そのうち、レシピを考え買い物していたものが、スーパーで旬の野菜や不足している素材を買ってきて、冷蔵庫の中のもので、レシピを考えることができ、料理の負担はどんどんと減っていった。


料理をしながら、意外と「親(母)が料理をしない人」というイメージは、子供の脳裏に焼き付けられるものだと思ったこと。

「良い嫁」キャンペーン真っ盛りだった若かりし私が、必要以上に肩に力が入っていたため、同居の義両親に料理を振る舞うのは負担で、「同居」は無理だと夫に泣きついたこと。

もちろん解決策は見出せず、「やるしかない」とばかりに、自分で考え行動を繰り広げてきたこと。

嫁いできて、義両親の分を含め、家族皆の夕食を作った20年ほどは、惣菜を一度も使わなかったこと。(スーパーが遠いので)

途中料理をすることに折れそうになって「義務感から料理をするのはやめて、どうせなら楽しく料理をしよう」と気持ちを切り替えたこと。


出来た料理は、今まで作ってきたレシピが基盤になっているし、いろんな思いをしてきたことも、無駄ではなかったと、今更ながらにして思う。


料理をすることが苦手で、あまり好きではなかった私が、この域に達することができたのは、義両親との同居があって、夕食だけとはいえ、料理を「きちんと」してきたこと以外に他ならない。

けっして手が込んでいるわけでもないし、「○○の素」だなんて使い放題だし、手抜きで品数は少ないし、20分か30分もあれば出来るけど、私にとっての「きちんと」は、毎日料理して夕食を用意すること。

義両親と同居だと、作らざるを得なかった。

ちなみに、朝食、昼食は銘々が適当に食べるということになっていた。

ただ、子供たちの朝食だけは、中学生の頃くらいまでは作ってきた。
私自身は食パン一枚で学校へ行き、四時間目までお腹が持たなかったから。
朝食の大切さを分かってくれたらいいなと思って、ずっとご飯食におかずを足して食べさせてきたのに、成人した息子の今の朝食は適当。

食べないこともある。


「親の心子知らず」とは、このことを言うのだろうか。
別に見返りを期待して作ってきたわけではないけど、少し複雑で寂しい気持ちがする。


「ちゃんと食べやな身体がもたんで」と、時々息子に言うが、今更作るつもりはない。
成人した息子にその必要はないだろうし、お腹がすけば、勝手にコンビニに走っているようだ。


時々は前の日のおかずを食べたり、ご飯と海苔を食べているようだ。

夫と息子は、「後で」「次の日に」と言わんばかりに、冷蔵庫へせっかく作ったおかずを「直行」させることがある。

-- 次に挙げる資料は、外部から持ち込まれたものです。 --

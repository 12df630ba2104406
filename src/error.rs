//! Error types for stream plumbing and filter configuration.
//!
//! The filter stages never produce errors of their own while events flow; a
//! source's error channel is generic and passes through untouched. These
//! variants cover construction, configuration, and the channel-backed sinks.

use thiserror::Error;

/// Main error type for stream and filter operations.
#[derive(Debug, Error)]
pub enum StreamError {
    #[error("Tag set is empty")]
    EmptyTagSet,

    #[error("Unknown tag: {0}")]
    UnknownTag(String),

    #[error("Stream is closed")]
    Closed,

    #[error("Stream disconnected")]
    Disconnected,

    #[error("Timed out after {duration_ms}ms")]
    Timeout { duration_ms: u64 },

    #[error("Invalid config: {0}")]
    InvalidConfig(String),
}

impl From<serde_json::Error> for StreamError {
    fn from(e: serde_json::Error) -> Self {
        StreamError::InvalidConfig(e.to_string())
    }
}

/// Result type for stream and filter operations.
pub type Result<T> = std::result::Result<T, StreamError>;
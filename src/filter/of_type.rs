//! Narrowing tag filter for 1 to 4 statically known variants.

use std::fmt;
use std::marker::PhantomData;

use crate::stream::{Observable, Observer, Operator, Subscriber};
use crate::tag::{TagOf, VariantSet};

/// Stage that keeps events whose tag belongs to `S` and retypes them as
/// `S::Narrowed`.
///
/// The stage carries no data: the tag set lives in the type. It is `Copy` and
/// can be applied to any number of sources.
pub struct OfType<S> {
    _set: PhantomData<fn() -> S>,
}

/// Build an [`OfType`] stage for a tuple of variants, e.g.
/// `of_type::<(Add, Subtract)>()`. See also [`of_type!`](crate::of_type).
///
/// ```
/// use tagstream::{of_type, tagged_union};
///
/// pub struct Add;
/// pub struct Subtract;
///
/// tagged_union! {
///     pub enum Action: ActionType {
///         Add = "add",
///         Subtract = "subtract",
///     }
/// }
///
/// let stage = of_type::<(Add, Subtract)>();
/// assert_eq!(stage.tags(), vec![ActionType::Add, ActionType::Subtract]);
/// ```
///
/// Every member must belong to the same union:
///
/// ```compile_fail
/// use tagstream::{of_type, tagged_union};
///
/// pub struct Add;
/// pub struct Ping;
///
/// tagged_union! {
///     pub enum Action: ActionType {
///         Add = "add",
///     }
/// }
///
/// tagged_union! {
///     pub enum Signal: SignalType {
///         Ping = "ping",
///     }
/// }
///
/// let stage = of_type::<(Add, Ping)>();
/// ```
///
/// The set is never empty:
///
/// ```compile_fail
/// use tagstream::of_type;
///
/// let stage = of_type::<()>();
/// ```
///
/// ```compile_fail
/// use tagstream::of_type;
///
/// let stage = of_type!();
/// ```
///
/// Narrowing stops at four members; larger sets go through
/// [`of_tags`](crate::filter::of_tags):
///
/// ```compile_fail
/// use tagstream::{of_type, tagged_union};
///
/// pub struct A;
/// pub struct B;
/// pub struct C;
/// pub struct D;
/// pub struct E;
///
/// tagged_union! {
///     pub enum Letter: LetterType {
///         A = "a",
///         B = "b",
///         C = "c",
///         D = "d",
///         E = "e",
///     }
/// }
///
/// let stage = of_type!(A, B, C, D, E);
/// ```
pub fn of_type<S: VariantSet>() -> OfType<S> {
    OfType { _set: PhantomData }
}

impl<S: VariantSet> OfType<S> {
    /// Tags this stage accepts, in declaration order.
    pub fn tags(&self) -> Vec<TagOf<S::Union>> {
        S::tags()
    }

    pub fn accepts(&self, tag: TagOf<S::Union>) -> bool {
        S::contains(tag)
    }
}

impl<S> Clone for OfType<S> {
    fn clone(&self) -> Self {
        *self
    }
}

impl<S> Copy for OfType<S> {}

impl<S: VariantSet> fmt::Debug for OfType<S> {
    fn fmt(&self, f: &mut fmt::Formatter<'_>) -> fmt::Result {
        f.debug_struct("OfType").field("tags", &S::tags()).finish()
    }
}

impl<Src, S> Operator<Src> for OfType<S>
where
    Src: Observable<Item = S::Union>,
    S: VariantSet + 'static,
    S::Narrowed: Send + 'static,
{
    type Output = OfTypeStream<Src, S>;

    fn apply(&self, source: Src) -> OfTypeStream<Src, S> {
        OfTypeStream {
            source,
            _set: PhantomData,
        }
    }
}

/// Result stream of an [`OfType`] stage.
pub struct OfTypeStream<Src, S> {
    source: Src,
    _set: PhantomData<fn() -> S>,
}

impl<Src, S> Observable for OfTypeStream<Src, S>
where
    Src: Observable<Item = S::Union>,
    S: VariantSet + 'static,
    S::Narrowed: Send + 'static,
{
    type Item = S::Narrowed;
    type Error = Src::Error;

    fn subscribe_with(self, subscriber: Subscriber<S::Narrowed, Src::Error>) {
        let (downstream, subscription) = subscriber.into_parts();
        tracing::trace!(
            subscription = %subscription.id(),
            tags = ?S::tags(),
            "narrowing subscription"
        );

        let observer = NarrowObserver::<S, Src::Error> {
            downstream,
            _set: PhantomData,
        };
        self.source
            .subscribe_with(Subscriber::new(Box::new(observer), subscription));
    }
}

struct NarrowObserver<S: VariantSet, E> {
    downstream: Box<dyn Observer<S::Narrowed, E>>,
    _set: PhantomData<fn() -> S>,
}

impl<S, E> Observer<S::Union, E> for NarrowObserver<S, E>
where
    S: VariantSet + 'static,
    S::Narrowed: 'static,
{
    fn on_value(&mut self, event: S::Union) {
        // Out-of-set events come back as `Err` and are dropped here.
        if let Ok(narrowed) = S::narrow(event) {
            self.downstream.on_value(narrowed);
        }
    }

    fn on_error(&mut self, error: E) {
        self.downstream.on_error(error);
    }

    fn on_complete(&mut self) {
        self.downstream.on_complete();
    }
}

つい先日もそのような事があったから、皮肉交じりに夫に言ってやった。


私がいなくなったら、料理を作ってくれる人の有難みが分かるんやろな。


だけど、残さずおかずを平らげてくれる人が居ることの有難さも、忘れてはならない。

この先、だんだんと食べてくれる人が減っていくと同時に作る量が減っていき、最終的には、自分ひとりの量を作るとなると、作り甲斐がないのかもしれない。

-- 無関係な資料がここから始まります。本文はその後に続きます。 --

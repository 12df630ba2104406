//! The push-stream abstraction and stage composition.

use super::observer::{FnObserver, Observer, Subscriber};
use super::subscription::Subscription;

/// A push-based stream of values that ends with at most one terminal signal.
///
/// Observables are consumed by `subscribe`; sources that can be subscribed to
/// more than once (such as [`SubjectObservable`](super::SubjectObservable))
/// are cheap to clone.
pub trait Observable: Sized {
    type Item: Send + 'static;
    type Error: Send + 'static;

    /// Start pushing into `subscriber`.
    ///
    /// Anything the source acquires for this subscription must be released
    /// through `subscriber.subscription().add_teardown`.
    fn subscribe_with(self, subscriber: Subscriber<Self::Item, Self::Error>);

    /// Subscribe an observer and return the handle that cancels it.
    fn subscribe<O>(self, observer: O) -> Subscription
    where
        O: Observer<Self::Item, Self::Error> + 'static,
    {
        let subscription = Subscription::new();
        self.subscribe_with(Subscriber::new(Box::new(observer), subscription.clone()));
        subscription
    }

    /// Subscribe with one closure per signal.
    fn subscribe_fn<V, Er, C>(self, on_value: V, on_error: Er, on_complete: C) -> Subscription
    where
        V: FnMut(Self::Item) + Send + 'static,
        Er: FnMut(Self::Error) + Send + 'static,
        C: FnMut() + Send + 'static,
    {
        self.subscribe(FnObserver::new(on_value, on_error, on_complete))
    }

    /// Chain a stage onto this stream.
    fn pipe<Op>(self, stage: &Op) -> Op::Output
    where
        Op: Operator<Self>,
    {
        stage.apply(self)
    }
}

/// A reusable transformation from one stream to another.
///
/// Stages hold only their configuration. `apply` takes `&self` so one stage can
/// be applied to any number of sources; each application is independent.
pub trait Operator<S: Observable> {
    type Output: Observable;

    fn apply(&self, source: S) -> Self::Output;
}
//! Subscription handles with exactly-once release.

use parking_lot::Mutex;
use std::fmt;
use std::sync::atomic::{AtomicBool, AtomicU64, Ordering};
use std::sync::Arc;

use super::types::SubscriptionId;

type Teardown = Box<dyn FnOnce() + Send>;

/// Counter for generating subscription IDs.
static NEXT_ID: AtomicU64 = AtomicU64::new(1);

struct Inner {
    id: SubscriptionId,
    closed: AtomicBool,
    teardowns: Mutex<Vec<Teardown>>,
}

/// Handle to an active subscription.
///
/// Clones share the same state. `unsubscribe` is idempotent: the first call
/// runs every registered teardown once, later calls do nothing. Every stage in
/// a pipeline shares the subscription created at the sink, so unsubscribing the
/// result releases whatever the source acquired.
#[derive(Clone)]
pub struct Subscription {
    inner: Arc<Inner>,
}

impl Subscription {
    /// Create a new open subscription.
    pub fn new() -> Self {
        Self {
            inner: Arc::new(Inner {
                id: SubscriptionId(NEXT_ID.fetch_add(1, Ordering::SeqCst)),
                closed: AtomicBool::new(false),
                teardowns: Mutex::new(Vec::new()),
            }),
        }
    }

    pub fn id(&self) -> SubscriptionId {
        self.inner.id
    }

    pub fn is_closed(&self) -> bool {
        self.inner.closed.load(Ordering::Acquire)
    }

    /// Register a release action. Runs immediately if already closed.
    pub fn add_teardown<F>(&self, teardown: F)
    where
        F: FnOnce() + Send + 'static,
    {
        let mut teardowns = self.inner.teardowns.lock();
        if self.is_closed() {
            drop(teardowns);
            teardown();
            return;
        }
        teardowns.push(Box::new(teardown));
    }

    /// Close `child` when this subscription closes.
    pub fn add(&self, child: &Subscription) {
        let child = child.clone();
        self.add_teardown(move || child.unsubscribe());
    }

    /// Close the subscription and release everything registered on it.
    pub fn unsubscribe(&self) {
        if self.inner.closed.swap(true, Ordering::AcqRel) {
            return;
        }

        let teardowns = std::mem::take(&mut *self.inner.teardowns.lock());
        tracing::trace!(
            subscription = %self.inner.id,
            teardowns = teardowns.len(),
            "releasing subscription"
        );
        for teardown in teardowns {
            teardown();
        }
    }
}

impl Default for Subscription {
    fn default() -> Self {
        Self::new()
    }
}

impl fmt::Debug for Subscription {
    fn fmt(&self, f: &mut fmt::Formatter<'_>) -> fmt::Result {
        f.debug_struct("Subscription")
            .field("id", &self.inner.id)
            .field("closed", &self.is_closed())
            .finish()
    }
}

#[cfg(test)]
mod tests {
    use super::*;
    use std::sync::atomic::AtomicUsize;

    fn counter() -> (Arc<AtomicUsize>, impl FnOnce() + Send + 'static) {
        let count = Arc::new(AtomicUsize::new(0));
        let hit = count.clone();
        (count, move || {
            hit.fetch_add(1, Ordering::SeqCst);
        })
    }

    #[test]
    fn test_unsubscribe_runs_teardown_once() {
        let subscription = Subscription::new();
        let (count, teardown) = counter();
        subscription.add_teardown(teardown);

        subscription.unsubscribe();
        subscription.unsubscribe();
        subscription.clone().unsubscribe();

        assert!(subscription.is_closed());
        assert_eq!(count.load(Ordering::SeqCst), 1);
    }

    #[test]
    fn test_teardown_after_close_runs_immediately() {
        let subscription = Subscription::new();
        subscription.unsubscribe();

        let (count, teardown) = counter();
        subscription.add_teardown(teardown);
        assert_eq!(count.load(Ordering::SeqCst), 1);
    }

    #[test]
    fn test_child_closes_with_parent() {
        let parent = Subscription::new();
        let child = Subscription::new();
        parent.add(&child);

        assert!(!child.is_closed());
        parent.unsubscribe();
        assert!(child.is_closed());
    }

    #[test]
    fn test_ids_are_unique() {
        let a = Subscription::new();
        let b = Subscription::new();
        assert_ne!(a.id(), b.id());
    }

    #[test]
    fn test_concurrent_unsubscribe_releases_once() {
        let subscription = Subscription::new();
        let (count, teardown) = counter();
        subscription.add_teardown(teardown);

        let handles: Vec<_> = (0..8)
            .map(|_| {
                let subscription = subscription.clone();
                std::thread::spawn(move || subscription.unsubscribe())
            })
            .collect();
        for handle in handles {
            handle.join().unwrap();
        }

        assert_eq!(count.load(Ordering::SeqCst), 1);
    }
}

夫と息子は、料理に文句を言ったこともないし、残したこともほぼない。

過去には、嫁いできたときには、既に外で胃袋を掴まれていた義父は、よく私の料理を残していたが、義母はだいたいは残さず食べてくれたし、娘に限っては一番美味しそうに食べてくれた。

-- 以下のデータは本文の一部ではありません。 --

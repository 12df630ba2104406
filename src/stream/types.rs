//! Shared types for subscriptions and channel-backed sinks.

use serde::{Deserialize, Serialize};
use std::fmt;

/// Unique identifier for a subscription.
#[derive(Clone, Copy, Debug, PartialEq, Eq, Hash, PartialOrd, Ord)]
pub struct SubscriptionId(pub u64);

impl fmt::Display for SubscriptionId {
    fn fmt(&self, f: &mut fmt::Formatter<'_>) -> fmt::Result {
        write!(f, "{}", self.0)
    }
}

/// Why a channel-backed subscription was dropped.
#[derive(Clone, Debug, PartialEq, Eq, Serialize, Deserialize)]
#[serde(rename_all = "snake_case")]
pub enum DropReason {
    /// Send buffer overflowed (slow consumer).
    BufferOverflow,
    /// Explicitly unsubscribed.
    Unsubscribed,
}

/// One signal observed on a stream, as delivered through a channel.
#[derive(Clone, Debug, PartialEq)]
pub enum Notification<T, E> {
    /// A value was pushed.
    Value(T),
    /// The stream failed.
    Error(E),
    /// The stream completed.
    Complete,
    /// The channel subscription was dropped before the stream ended.
    Dropped { reason: DropReason },
}

impl<T, E> Notification<T, E> {
    /// True for every signal after which nothing else arrives.
    pub fn is_terminal(&self) -> bool {
        !matches!(self, Notification::Value(_))
    }

    /// The pushed value, if this is a value notification.
    pub fn into_value(self) -> Option<T> {
        match self {
            Notification::Value(value) => Some(value),
            _ => None,
        }
    }
}

#[cfg(test)]
mod tests {
    use super::*;

    #[test]
    fn test_terminal_notifications() {
        assert!(!Notification::<u8, ()>::Value(1).is_terminal());
        assert!(Notification::<u8, ()>::Complete.is_terminal());
        assert!(Notification::<u8, ()>::Error(()).is_terminal());
        assert!(Notification::<u8, ()>::Dropped {
            reason: DropReason::BufferOverflow
        }
        .is_terminal());
    }

    #[test]
    fn test_drop_reason_serializes_snake_case() {
        let json = serde_json::to_string(&DropReason::BufferOverflow).unwrap();
        assert_eq!(json, "\"buffer_overflow\"");
    }
}
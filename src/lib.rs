//! # Tag Stream
//!
//! Tag-discriminated filtering for push-based event streams, with the element
//! type of the filtered stream narrowed to exactly the variants that pass.
//!
//! ## Core Concepts
//!
//! - **Event unions**: Rust enums whose variants each wrap a payload struct,
//!   declared with [`tagged_union!`]
//! - **Streams**: push-based [`Observable`]s with value, error and completion
//!   signals, composed with `pipe`
//! - **Stages**: reusable, stateless stream transformations ([`Operator`])
//! - **Narrowing**: [`of_type!`] keeps 1 to 4 variants and retypes the result;
//!   [`of_tags`] keeps any runtime set without retyping
//!
//! ## Example
//!
//! ```ignore
//! use tagstream::actions::{Action, Add, Subtract};
//! use tagstream::{from_iter, of_type, Observable};
//!
//! let events = vec![
//!     Action::Add(Add { amount: 1 }),
//!     Action::Subtract(Subtract { amount: 2 }),
//!     Action::Add(Add { amount: 3 }),
//! ];
//!
//! // Item type is `Add`: only the add actions arrive.
//! from_iter::<_, ()>(events)
//!     .pipe(&of_type!(Add))
//!     .subscribe_fn(|add: Add| println!("+{}", add.amount), |_| {}, || {});
//! ```

#[macro_use]
mod macros;

pub mod actions;
pub mod error;
pub mod filter;
pub mod stream;
pub mod tag;

// Re-exports
pub use error::{Result, StreamError};
pub use filter::{
    of_tags, of_type, OfTags, OfTagsStream, OfType, OfTypeStream, TagFilterConfig,
    UnknownTagPolicy,
};
pub use stream::{
    empty, from_iter, from_results, never, throw, Collector, CollectorConfig, DropReason,
    FnObserver, Notification, Observable, Observer, Operator, Subject, SubjectObservable,
    Subscriber, Subscription, SubscriptionId,
};
pub use tag::{Narrowed, OneOf2, OneOf3, OneOf4, TagOf, Tagged, Variant, VariantSet};

#[doc(hidden)]
pub mod __private {
    pub use serde;
}
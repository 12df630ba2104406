//! Observers and the subscriber wrapper sources push into.

use super::subscription::Subscription;

/// Receiver of the three stream signals.
pub trait Observer<T, E>: Send {
    fn on_value(&mut self, value: T);
    fn on_error(&mut self, error: E);
    fn on_complete(&mut self);
}

impl<T, E, O> Observer<T, E> for Box<O>
where
    O: Observer<T, E> + ?Sized,
{
    fn on_value(&mut self, value: T) {
        (**self).on_value(value)
    }

    fn on_error(&mut self, error: E) {
        (**self).on_error(error)
    }

    fn on_complete(&mut self) {
        (**self).on_complete()
    }
}

/// Observer built from three closures.
pub struct FnObserver<V, Er, C> {
    on_value: V,
    on_error: Er,
    on_complete: C,
}

impl<V, Er, C> FnObserver<V, Er, C> {
    pub fn new(on_value: V, on_error: Er, on_complete: C) -> Self {
        Self {
            on_value,
            on_error,
            on_complete,
        }
    }
}

impl<T, E, V, Er, C> Observer<T, E> for FnObserver<V, Er, C>
where
    V: FnMut(T) + Send,
    Er: FnMut(E) + Send,
    C: FnMut() + Send,
{
    fn on_value(&mut self, value: T) {
        (self.on_value)(value)
    }

    fn on_error(&mut self, error: E) {
        (self.on_error)(error)
    }

    fn on_complete(&mut self) {
        (self.on_complete)()
    }
}

/// The sink end of a subscription, handed to a source.
///
/// Enforces the signal grammar: values only while open, at most one terminal
/// signal, and the subscription is released right after the terminal signal.
pub struct Subscriber<T, E> {
    observer: Box<dyn Observer<T, E>>,
    subscription: Subscription,
    stopped: bool,
}

impl<T, E> Subscriber<T, E> {
    pub fn new(observer: Box<dyn Observer<T, E>>, subscription: Subscription) -> Self {
        Self {
            observer,
            subscription,
            stopped: false,
        }
    }

    pub fn subscription(&self) -> &Subscription {
        &self.subscription
    }

    /// True once a terminal signal was delivered or the subscription closed.
    pub fn is_closed(&self) -> bool {
        self.stopped || self.subscription.is_closed()
    }

    /// Split into the raw observer and the shared subscription.
    ///
    /// Stages use this to wrap the observer and rebuild a subscriber around the
    /// same subscription for their source.
    pub fn into_parts(self) -> (Box<dyn Observer<T, E>>, Subscription) {
        (self.observer, self.subscription)
    }

    pub fn next(&mut self, value: T) {
        if self.is_closed() {
            return;
        }
        self.observer.on_value(value);
    }

    pub fn error(&mut self, error: E) {
        if self.is_closed() {
            return;
        }
        self.stopped = true;
        self.observer.on_error(error);
        self.subscription.unsubscribe();
    }

    pub fn complete(&mut self) {
        if self.is_closed() {
            return;
        }
        self.stopped = true;
        self.observer.on_complete();
        self.subscription.unsubscribe();
    }
}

そんな私の今の「もくろみ」は、「料理がうまかったな」「美味しかったな」と、私が料理が出来なくなったときに、言ってもらうこと。

これからの、私の料理のやり方は、どんどん変わっていくのかもしれないけど、私の方が長生きするから、その可能性はないのかもしれない。


とはいえ、先週は、惣菜が二日連続でテーブルに並ぶことがあった。

そんなこと、嫁いできて、初めてのことだったかもしれない。

とても楽だった。
ん?!何か矛盾してる?


ゆるゆるである。


料理の負担は、どんどん軽くなっていくが、料理に関しては、分かった「気」がするだけかもしれない。